What this task involves |
Look through the listing below for the word "required" and copy every line where it occurs.
Records for this exercise section start
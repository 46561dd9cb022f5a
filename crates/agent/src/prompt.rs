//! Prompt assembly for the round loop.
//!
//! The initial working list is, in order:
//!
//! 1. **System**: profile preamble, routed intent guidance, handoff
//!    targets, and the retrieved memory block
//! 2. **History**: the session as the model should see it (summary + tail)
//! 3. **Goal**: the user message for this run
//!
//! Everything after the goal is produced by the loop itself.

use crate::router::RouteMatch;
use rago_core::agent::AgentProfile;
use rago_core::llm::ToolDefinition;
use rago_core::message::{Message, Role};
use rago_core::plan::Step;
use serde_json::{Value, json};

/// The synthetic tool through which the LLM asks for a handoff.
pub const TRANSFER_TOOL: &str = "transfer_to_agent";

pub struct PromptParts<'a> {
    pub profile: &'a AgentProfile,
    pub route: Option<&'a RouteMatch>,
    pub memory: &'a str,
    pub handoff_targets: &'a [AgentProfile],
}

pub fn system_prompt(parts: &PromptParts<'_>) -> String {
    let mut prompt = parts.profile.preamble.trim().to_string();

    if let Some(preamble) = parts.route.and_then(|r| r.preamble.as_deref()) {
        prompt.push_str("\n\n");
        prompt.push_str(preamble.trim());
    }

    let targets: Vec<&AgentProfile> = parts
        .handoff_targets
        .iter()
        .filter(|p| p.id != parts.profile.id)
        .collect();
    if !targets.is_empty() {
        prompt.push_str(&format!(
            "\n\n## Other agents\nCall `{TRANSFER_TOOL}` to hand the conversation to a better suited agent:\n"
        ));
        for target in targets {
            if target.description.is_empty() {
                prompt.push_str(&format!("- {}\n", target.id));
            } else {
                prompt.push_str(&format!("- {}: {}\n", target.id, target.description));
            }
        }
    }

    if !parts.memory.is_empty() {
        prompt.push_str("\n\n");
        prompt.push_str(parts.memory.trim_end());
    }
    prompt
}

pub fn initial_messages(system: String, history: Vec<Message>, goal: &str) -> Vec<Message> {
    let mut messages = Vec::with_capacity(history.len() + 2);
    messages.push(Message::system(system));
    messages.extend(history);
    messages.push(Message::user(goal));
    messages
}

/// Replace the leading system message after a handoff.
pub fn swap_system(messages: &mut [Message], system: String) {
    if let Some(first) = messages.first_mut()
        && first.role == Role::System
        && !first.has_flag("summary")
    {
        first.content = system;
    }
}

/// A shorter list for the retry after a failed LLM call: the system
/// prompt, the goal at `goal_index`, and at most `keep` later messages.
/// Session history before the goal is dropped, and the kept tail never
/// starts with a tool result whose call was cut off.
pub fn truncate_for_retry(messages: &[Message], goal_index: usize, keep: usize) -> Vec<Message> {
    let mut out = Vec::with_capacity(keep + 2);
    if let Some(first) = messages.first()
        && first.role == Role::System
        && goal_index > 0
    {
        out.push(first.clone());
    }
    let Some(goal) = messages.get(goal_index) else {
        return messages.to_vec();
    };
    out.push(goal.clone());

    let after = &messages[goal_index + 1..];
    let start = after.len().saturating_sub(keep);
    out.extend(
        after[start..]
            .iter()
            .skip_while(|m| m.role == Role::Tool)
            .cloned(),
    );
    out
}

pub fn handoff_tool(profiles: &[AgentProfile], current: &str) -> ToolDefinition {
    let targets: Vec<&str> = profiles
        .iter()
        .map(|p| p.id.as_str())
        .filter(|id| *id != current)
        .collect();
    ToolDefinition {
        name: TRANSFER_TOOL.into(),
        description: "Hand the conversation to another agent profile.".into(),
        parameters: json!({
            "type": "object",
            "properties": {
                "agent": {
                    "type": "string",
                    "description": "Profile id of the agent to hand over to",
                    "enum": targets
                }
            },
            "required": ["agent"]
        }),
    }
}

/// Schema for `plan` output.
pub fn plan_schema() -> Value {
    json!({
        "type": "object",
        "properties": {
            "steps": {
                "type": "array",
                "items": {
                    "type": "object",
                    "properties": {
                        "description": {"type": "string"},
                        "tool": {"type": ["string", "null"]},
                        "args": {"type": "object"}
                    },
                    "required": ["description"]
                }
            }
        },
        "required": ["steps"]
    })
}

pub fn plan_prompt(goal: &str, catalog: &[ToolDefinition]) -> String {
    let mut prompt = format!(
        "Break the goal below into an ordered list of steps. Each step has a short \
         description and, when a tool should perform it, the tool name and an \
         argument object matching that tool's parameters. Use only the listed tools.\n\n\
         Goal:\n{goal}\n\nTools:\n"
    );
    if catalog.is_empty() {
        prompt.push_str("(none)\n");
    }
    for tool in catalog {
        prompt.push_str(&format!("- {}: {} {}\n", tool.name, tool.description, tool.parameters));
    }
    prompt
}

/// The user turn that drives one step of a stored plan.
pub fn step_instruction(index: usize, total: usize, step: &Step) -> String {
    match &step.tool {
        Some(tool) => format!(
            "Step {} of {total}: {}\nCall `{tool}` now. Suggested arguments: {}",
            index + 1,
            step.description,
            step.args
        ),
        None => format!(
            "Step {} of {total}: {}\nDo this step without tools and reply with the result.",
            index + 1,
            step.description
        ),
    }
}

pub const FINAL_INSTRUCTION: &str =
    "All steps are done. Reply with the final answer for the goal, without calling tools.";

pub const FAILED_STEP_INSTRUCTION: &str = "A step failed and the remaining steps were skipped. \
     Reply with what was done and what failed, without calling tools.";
Records for this exercise section end
Records for this exercise section start
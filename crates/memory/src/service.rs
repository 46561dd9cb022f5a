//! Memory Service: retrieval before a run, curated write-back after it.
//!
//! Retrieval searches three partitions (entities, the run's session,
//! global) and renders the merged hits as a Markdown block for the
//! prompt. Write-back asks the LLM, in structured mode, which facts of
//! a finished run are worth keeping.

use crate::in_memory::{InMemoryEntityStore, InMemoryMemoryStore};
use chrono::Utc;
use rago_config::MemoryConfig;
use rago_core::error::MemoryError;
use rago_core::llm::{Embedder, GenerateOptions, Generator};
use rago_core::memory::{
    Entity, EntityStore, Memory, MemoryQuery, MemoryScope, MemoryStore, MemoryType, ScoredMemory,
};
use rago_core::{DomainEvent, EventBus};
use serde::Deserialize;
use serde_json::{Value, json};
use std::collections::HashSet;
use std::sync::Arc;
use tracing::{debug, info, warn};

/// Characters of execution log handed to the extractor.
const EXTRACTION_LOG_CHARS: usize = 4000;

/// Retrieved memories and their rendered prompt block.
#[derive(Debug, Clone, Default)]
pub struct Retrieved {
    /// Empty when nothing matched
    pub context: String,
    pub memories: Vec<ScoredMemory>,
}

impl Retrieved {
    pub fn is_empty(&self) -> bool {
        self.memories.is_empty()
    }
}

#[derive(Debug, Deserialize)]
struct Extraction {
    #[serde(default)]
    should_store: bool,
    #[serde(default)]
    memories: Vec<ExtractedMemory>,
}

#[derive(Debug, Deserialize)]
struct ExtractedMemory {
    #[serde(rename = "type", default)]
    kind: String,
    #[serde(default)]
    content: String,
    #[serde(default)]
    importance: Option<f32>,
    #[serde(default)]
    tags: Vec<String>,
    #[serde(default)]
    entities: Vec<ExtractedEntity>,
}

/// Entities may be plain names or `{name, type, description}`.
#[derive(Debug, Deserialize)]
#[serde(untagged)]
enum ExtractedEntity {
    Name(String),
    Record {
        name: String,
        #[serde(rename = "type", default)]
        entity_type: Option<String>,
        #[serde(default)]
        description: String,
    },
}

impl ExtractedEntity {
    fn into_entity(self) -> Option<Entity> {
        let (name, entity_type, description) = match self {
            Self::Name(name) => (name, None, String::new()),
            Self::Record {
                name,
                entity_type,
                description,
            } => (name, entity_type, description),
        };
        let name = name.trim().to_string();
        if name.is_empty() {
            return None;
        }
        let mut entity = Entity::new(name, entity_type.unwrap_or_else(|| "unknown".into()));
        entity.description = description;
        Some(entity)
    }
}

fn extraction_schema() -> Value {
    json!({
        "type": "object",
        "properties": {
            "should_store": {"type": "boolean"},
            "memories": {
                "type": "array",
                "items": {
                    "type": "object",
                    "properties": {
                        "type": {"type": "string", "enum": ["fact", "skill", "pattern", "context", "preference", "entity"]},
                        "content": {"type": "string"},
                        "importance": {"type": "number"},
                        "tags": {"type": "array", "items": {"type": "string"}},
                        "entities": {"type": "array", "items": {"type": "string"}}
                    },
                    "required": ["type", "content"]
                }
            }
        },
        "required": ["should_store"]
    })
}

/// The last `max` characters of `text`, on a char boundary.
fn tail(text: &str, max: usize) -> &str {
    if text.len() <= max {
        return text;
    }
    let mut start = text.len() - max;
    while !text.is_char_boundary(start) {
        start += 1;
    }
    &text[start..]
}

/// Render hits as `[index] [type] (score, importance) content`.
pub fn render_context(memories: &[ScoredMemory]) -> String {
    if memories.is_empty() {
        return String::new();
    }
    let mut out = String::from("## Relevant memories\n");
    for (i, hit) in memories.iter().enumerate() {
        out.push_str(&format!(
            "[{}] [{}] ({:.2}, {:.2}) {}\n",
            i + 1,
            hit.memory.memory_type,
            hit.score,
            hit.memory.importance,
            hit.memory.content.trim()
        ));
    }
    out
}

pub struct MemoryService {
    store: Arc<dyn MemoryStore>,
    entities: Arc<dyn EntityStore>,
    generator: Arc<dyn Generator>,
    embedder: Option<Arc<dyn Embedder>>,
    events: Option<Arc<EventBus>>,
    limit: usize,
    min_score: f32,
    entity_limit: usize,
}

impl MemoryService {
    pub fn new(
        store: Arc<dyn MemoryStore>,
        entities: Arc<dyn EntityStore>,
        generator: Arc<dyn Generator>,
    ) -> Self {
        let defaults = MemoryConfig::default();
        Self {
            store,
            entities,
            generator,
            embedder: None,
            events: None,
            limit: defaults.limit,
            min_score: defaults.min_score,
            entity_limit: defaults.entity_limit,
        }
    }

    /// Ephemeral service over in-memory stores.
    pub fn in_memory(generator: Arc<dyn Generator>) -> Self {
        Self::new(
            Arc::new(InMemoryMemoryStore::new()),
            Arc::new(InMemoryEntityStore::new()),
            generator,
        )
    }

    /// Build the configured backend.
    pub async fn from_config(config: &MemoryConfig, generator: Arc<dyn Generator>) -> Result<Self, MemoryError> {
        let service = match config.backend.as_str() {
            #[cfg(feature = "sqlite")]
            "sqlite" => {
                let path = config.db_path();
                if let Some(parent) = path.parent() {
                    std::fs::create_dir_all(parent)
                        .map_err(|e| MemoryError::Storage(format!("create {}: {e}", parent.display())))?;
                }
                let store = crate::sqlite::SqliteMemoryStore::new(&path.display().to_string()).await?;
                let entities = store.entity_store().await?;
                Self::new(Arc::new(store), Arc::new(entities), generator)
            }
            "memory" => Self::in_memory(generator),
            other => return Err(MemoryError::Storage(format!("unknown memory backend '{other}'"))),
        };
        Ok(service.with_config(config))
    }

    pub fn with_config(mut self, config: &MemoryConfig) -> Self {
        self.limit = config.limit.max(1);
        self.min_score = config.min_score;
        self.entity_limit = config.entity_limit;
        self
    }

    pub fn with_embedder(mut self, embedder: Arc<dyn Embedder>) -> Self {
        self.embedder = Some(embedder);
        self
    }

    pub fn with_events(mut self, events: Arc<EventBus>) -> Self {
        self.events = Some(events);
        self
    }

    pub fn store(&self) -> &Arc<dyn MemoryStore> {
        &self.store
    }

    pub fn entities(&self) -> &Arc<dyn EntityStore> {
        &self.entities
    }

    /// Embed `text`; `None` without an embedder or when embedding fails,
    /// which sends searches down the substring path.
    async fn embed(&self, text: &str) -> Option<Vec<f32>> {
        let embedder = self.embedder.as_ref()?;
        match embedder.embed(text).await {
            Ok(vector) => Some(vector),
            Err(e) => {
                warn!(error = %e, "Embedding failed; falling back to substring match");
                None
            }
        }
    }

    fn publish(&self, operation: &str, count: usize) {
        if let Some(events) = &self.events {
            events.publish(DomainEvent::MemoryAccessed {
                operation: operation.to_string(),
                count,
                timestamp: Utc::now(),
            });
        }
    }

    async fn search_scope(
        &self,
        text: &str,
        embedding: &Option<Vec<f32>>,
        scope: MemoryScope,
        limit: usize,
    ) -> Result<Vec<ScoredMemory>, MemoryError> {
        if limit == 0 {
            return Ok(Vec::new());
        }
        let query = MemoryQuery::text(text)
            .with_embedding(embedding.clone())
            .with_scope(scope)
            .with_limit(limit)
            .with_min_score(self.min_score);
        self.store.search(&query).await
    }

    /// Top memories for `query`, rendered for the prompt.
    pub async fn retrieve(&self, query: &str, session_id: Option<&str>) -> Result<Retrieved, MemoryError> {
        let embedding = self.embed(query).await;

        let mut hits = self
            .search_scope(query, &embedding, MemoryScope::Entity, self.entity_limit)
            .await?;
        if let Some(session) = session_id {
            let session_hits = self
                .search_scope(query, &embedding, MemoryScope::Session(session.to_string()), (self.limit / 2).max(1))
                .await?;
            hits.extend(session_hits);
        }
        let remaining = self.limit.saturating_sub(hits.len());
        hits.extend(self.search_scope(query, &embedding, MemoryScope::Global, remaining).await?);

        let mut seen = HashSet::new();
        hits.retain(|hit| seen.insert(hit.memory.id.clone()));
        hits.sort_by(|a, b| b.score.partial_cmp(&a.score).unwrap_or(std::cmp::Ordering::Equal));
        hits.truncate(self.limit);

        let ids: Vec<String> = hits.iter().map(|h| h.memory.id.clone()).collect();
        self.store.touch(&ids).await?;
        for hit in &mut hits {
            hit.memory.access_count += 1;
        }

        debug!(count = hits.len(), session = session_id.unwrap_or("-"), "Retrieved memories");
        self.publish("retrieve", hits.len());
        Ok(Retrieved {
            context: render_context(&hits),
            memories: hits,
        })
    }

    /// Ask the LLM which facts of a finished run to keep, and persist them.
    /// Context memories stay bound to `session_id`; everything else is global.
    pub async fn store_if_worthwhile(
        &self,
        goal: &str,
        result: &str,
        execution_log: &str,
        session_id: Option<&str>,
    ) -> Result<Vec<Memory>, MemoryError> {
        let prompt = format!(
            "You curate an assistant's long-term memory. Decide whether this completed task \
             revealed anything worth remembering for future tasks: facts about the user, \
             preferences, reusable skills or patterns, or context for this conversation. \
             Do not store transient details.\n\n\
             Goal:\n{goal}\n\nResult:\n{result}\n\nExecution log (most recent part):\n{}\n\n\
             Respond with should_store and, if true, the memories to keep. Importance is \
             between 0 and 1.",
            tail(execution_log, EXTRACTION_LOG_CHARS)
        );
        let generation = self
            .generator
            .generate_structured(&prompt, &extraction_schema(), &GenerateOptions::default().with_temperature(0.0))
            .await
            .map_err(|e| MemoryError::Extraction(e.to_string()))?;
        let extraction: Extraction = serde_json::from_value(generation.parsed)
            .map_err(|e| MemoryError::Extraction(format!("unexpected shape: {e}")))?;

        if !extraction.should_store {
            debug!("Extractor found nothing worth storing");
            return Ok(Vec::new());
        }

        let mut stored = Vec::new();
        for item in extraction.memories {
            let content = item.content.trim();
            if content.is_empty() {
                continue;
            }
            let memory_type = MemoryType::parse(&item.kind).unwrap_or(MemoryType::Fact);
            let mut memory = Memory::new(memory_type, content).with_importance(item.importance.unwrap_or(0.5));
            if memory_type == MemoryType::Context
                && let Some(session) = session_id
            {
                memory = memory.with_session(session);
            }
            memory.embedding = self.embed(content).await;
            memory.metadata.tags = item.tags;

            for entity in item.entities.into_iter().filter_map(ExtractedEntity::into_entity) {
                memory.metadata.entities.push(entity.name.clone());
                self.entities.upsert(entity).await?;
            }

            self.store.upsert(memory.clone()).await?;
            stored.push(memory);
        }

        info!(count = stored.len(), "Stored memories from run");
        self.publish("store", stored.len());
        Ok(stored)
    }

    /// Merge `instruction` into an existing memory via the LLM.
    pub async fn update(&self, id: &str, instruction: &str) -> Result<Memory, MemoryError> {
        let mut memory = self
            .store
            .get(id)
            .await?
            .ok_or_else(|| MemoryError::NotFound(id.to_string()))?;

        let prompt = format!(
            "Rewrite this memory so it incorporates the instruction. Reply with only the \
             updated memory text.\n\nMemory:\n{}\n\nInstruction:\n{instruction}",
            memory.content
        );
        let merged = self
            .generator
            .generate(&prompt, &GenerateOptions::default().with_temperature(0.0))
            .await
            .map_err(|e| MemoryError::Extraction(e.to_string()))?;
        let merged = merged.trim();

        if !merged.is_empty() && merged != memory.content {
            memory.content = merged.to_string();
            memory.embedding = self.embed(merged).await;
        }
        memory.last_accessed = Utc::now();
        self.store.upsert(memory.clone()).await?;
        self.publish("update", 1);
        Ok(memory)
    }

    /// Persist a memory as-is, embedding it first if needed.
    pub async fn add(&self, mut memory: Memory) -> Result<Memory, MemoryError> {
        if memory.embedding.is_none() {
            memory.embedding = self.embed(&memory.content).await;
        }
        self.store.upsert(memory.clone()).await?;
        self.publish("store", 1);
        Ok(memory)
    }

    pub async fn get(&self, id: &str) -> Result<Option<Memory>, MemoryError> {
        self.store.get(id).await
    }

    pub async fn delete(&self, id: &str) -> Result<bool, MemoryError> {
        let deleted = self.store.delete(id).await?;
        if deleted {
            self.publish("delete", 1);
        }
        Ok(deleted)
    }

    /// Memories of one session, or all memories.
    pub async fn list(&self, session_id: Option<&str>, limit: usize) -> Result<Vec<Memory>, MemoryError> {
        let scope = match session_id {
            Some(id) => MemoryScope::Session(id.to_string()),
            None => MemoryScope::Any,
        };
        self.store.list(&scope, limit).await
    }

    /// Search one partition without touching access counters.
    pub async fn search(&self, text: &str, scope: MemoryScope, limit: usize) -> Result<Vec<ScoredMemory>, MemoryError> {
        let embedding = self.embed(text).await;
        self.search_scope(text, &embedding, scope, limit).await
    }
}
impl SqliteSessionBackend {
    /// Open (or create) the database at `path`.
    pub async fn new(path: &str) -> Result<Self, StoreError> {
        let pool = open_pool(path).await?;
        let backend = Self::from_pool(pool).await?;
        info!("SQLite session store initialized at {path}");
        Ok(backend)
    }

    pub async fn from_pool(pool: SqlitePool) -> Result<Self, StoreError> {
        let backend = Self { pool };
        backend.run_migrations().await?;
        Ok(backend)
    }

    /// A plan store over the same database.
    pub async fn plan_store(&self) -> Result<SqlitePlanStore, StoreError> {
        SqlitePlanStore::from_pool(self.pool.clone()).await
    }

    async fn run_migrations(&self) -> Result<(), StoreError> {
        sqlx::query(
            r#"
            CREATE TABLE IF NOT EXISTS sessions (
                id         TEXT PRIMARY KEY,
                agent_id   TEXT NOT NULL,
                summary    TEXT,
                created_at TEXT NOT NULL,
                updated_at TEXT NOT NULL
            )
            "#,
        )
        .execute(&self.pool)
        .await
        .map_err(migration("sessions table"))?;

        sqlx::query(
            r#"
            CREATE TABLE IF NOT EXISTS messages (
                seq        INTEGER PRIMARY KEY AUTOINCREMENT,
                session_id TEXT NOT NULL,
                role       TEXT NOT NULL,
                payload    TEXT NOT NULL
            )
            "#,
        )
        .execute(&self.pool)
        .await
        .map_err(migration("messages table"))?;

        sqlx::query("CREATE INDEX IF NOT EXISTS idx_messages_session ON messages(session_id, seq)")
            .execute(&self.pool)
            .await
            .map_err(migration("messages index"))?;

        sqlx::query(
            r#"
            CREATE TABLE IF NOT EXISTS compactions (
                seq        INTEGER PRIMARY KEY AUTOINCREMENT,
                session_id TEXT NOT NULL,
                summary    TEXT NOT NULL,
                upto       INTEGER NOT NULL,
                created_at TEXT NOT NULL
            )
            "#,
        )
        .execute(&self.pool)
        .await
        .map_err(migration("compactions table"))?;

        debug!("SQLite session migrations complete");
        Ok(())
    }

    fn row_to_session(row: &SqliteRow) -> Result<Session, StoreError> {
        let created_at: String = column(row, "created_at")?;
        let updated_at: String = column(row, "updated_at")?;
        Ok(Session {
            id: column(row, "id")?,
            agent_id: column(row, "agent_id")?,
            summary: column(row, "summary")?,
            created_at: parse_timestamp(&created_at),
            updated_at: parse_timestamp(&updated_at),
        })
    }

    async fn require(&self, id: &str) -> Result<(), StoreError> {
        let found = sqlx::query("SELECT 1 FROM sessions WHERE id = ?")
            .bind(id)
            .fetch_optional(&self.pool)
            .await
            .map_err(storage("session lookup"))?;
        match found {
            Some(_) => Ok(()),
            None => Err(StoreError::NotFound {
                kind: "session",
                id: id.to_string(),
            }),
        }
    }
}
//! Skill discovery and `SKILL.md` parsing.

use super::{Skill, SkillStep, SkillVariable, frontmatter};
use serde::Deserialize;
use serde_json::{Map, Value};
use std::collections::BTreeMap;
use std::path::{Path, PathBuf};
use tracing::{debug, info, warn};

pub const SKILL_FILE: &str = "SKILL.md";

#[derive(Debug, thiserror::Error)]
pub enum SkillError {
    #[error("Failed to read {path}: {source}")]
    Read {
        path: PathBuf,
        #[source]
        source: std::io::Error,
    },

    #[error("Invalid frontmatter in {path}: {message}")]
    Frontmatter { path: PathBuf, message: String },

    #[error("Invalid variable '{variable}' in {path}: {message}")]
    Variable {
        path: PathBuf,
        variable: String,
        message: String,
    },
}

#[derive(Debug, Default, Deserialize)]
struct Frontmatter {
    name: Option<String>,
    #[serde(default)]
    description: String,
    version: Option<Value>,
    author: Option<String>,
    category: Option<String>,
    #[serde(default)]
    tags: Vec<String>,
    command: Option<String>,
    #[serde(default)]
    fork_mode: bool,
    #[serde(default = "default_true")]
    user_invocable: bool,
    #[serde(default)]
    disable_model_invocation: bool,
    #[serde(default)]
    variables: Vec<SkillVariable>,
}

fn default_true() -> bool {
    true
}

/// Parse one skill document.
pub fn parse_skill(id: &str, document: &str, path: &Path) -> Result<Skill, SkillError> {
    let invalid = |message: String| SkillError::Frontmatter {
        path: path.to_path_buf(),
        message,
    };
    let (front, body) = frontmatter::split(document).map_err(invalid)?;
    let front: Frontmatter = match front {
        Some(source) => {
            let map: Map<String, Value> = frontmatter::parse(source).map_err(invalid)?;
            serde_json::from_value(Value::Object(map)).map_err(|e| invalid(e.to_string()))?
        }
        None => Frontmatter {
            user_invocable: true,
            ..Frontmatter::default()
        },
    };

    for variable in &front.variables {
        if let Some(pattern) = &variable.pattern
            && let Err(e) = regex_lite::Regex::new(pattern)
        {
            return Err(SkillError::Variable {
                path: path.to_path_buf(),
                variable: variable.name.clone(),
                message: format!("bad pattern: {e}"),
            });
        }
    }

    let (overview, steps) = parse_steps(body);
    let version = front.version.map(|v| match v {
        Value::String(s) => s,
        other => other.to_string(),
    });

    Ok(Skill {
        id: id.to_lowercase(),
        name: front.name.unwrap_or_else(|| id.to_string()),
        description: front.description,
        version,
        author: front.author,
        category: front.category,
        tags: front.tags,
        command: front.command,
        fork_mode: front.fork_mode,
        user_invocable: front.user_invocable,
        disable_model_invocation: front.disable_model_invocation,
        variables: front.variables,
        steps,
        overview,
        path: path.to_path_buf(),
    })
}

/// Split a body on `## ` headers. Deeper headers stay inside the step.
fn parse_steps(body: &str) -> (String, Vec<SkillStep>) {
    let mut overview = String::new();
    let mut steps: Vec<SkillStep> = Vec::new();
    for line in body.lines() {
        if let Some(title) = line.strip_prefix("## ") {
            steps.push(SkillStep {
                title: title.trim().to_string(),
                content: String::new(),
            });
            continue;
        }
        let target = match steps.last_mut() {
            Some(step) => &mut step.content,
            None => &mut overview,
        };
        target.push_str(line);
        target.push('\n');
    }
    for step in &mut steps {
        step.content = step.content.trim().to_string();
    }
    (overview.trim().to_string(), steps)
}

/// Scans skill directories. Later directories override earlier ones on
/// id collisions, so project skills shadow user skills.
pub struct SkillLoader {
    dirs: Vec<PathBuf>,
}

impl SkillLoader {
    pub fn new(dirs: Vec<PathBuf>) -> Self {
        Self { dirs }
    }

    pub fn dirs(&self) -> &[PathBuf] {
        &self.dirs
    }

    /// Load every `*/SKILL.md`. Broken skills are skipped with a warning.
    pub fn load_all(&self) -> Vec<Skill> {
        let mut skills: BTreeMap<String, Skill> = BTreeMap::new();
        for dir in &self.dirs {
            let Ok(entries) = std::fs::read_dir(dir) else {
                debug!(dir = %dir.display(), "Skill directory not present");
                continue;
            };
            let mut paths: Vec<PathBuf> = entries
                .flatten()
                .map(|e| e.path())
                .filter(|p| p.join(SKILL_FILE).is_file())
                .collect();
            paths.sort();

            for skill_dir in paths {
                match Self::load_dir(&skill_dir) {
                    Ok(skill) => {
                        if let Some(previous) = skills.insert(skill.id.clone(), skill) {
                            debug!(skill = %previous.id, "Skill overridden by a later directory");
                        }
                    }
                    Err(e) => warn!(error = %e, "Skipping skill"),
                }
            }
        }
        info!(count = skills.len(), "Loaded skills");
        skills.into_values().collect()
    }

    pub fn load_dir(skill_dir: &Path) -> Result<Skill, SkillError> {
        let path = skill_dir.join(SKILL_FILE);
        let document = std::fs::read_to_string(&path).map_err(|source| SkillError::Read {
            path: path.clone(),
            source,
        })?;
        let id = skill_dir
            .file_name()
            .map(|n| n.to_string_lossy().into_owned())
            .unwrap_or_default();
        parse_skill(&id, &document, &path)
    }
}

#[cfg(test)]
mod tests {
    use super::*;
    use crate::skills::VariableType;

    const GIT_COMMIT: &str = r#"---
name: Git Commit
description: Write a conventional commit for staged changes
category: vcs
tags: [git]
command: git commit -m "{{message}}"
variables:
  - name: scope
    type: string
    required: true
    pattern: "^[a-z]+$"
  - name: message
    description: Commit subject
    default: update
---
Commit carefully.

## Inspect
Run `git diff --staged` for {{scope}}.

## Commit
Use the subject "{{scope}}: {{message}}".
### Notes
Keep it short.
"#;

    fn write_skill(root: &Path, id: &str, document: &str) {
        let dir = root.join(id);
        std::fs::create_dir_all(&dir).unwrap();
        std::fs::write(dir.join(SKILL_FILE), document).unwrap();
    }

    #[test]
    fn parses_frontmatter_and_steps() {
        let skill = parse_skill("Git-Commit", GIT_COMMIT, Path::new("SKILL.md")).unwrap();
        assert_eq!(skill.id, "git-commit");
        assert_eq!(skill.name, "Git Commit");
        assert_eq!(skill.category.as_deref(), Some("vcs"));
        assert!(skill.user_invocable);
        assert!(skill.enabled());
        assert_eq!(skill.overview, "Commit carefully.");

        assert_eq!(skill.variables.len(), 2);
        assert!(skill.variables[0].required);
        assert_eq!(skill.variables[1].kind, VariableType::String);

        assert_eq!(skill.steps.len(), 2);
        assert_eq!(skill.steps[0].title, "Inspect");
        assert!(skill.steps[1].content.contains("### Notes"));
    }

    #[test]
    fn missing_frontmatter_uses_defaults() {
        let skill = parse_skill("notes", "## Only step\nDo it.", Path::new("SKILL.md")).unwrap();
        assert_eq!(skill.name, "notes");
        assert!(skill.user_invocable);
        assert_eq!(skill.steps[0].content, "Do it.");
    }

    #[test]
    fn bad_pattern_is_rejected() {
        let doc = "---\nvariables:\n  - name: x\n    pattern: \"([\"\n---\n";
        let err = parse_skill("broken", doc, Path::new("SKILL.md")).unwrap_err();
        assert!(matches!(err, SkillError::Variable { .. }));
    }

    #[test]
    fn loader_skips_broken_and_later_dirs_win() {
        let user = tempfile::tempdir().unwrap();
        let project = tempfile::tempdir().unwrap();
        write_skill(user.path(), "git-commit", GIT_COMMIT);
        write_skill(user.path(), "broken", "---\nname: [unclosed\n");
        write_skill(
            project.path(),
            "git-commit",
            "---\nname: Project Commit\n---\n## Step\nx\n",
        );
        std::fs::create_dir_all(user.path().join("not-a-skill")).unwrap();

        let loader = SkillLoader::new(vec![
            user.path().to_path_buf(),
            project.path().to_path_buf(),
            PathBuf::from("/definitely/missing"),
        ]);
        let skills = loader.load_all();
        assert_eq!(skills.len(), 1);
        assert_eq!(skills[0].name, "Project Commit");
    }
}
Records for this exercise section end
Task solution |
            "required": ["agent"]
                    "required": ["description"]
        "required": ["steps"]
                    "required": ["type", "content"]
        "required": ["should_store"]
    required: true
        assert!(skill.variables[0].required);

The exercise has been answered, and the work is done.